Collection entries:
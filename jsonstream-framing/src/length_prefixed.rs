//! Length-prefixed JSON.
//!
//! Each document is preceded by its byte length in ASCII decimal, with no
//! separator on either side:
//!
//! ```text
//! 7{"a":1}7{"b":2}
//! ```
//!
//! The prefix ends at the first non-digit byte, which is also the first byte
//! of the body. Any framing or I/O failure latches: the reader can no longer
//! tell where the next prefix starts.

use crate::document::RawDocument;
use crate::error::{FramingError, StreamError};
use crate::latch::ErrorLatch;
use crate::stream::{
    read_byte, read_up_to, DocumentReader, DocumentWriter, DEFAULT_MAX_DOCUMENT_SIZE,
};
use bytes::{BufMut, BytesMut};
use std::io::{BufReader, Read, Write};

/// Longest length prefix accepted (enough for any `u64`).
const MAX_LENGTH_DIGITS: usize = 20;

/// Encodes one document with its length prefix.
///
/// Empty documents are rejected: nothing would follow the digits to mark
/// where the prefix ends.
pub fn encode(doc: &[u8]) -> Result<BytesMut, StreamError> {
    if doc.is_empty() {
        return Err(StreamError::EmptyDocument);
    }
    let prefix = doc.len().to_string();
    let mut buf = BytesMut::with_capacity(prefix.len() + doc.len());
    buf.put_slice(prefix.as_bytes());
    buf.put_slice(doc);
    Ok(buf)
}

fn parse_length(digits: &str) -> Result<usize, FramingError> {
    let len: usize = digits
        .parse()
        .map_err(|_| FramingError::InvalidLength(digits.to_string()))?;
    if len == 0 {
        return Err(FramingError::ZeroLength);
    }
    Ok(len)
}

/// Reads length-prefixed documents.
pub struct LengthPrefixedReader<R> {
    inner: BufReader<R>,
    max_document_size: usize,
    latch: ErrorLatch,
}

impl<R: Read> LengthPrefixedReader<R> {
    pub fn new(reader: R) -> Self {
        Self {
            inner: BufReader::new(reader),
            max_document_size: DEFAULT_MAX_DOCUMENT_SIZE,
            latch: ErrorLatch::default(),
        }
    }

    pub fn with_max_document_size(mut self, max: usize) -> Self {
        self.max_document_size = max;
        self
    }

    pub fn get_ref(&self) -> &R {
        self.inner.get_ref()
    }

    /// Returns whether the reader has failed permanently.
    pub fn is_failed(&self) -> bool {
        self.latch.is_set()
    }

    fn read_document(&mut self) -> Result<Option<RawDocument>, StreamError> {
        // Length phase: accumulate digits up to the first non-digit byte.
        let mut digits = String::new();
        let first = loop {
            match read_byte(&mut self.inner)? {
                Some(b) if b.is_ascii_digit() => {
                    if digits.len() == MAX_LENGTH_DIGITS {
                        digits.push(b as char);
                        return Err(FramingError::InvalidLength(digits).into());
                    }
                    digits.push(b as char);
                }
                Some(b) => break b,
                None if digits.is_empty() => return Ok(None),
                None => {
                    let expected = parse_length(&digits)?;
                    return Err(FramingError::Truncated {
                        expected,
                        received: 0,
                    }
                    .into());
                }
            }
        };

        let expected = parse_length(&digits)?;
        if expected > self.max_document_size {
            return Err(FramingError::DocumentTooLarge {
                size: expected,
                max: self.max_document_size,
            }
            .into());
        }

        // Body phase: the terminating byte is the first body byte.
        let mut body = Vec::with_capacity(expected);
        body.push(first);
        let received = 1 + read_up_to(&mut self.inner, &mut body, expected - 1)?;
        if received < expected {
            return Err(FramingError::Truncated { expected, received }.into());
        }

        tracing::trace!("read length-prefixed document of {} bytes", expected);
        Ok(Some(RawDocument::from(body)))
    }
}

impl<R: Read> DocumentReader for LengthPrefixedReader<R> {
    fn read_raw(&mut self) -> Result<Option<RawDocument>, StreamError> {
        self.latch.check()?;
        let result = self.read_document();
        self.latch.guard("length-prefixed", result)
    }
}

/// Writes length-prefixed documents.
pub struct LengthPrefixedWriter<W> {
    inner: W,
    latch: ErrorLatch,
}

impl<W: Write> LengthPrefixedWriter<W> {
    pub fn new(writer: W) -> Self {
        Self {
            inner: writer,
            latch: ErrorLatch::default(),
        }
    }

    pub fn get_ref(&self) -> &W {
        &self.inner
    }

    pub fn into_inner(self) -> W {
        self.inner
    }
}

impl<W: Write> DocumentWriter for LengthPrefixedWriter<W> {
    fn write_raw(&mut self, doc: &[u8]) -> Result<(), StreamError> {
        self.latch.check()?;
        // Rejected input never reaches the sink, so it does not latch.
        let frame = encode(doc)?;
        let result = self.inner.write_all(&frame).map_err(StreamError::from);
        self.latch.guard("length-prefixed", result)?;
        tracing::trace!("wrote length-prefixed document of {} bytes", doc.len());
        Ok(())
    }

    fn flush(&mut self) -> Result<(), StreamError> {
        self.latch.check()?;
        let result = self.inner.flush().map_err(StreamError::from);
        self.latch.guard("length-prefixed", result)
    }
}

(Task to carry out):
Go over the records above line by line and count those holding the word "documents". Reply only with the number.

(Problem solution):
3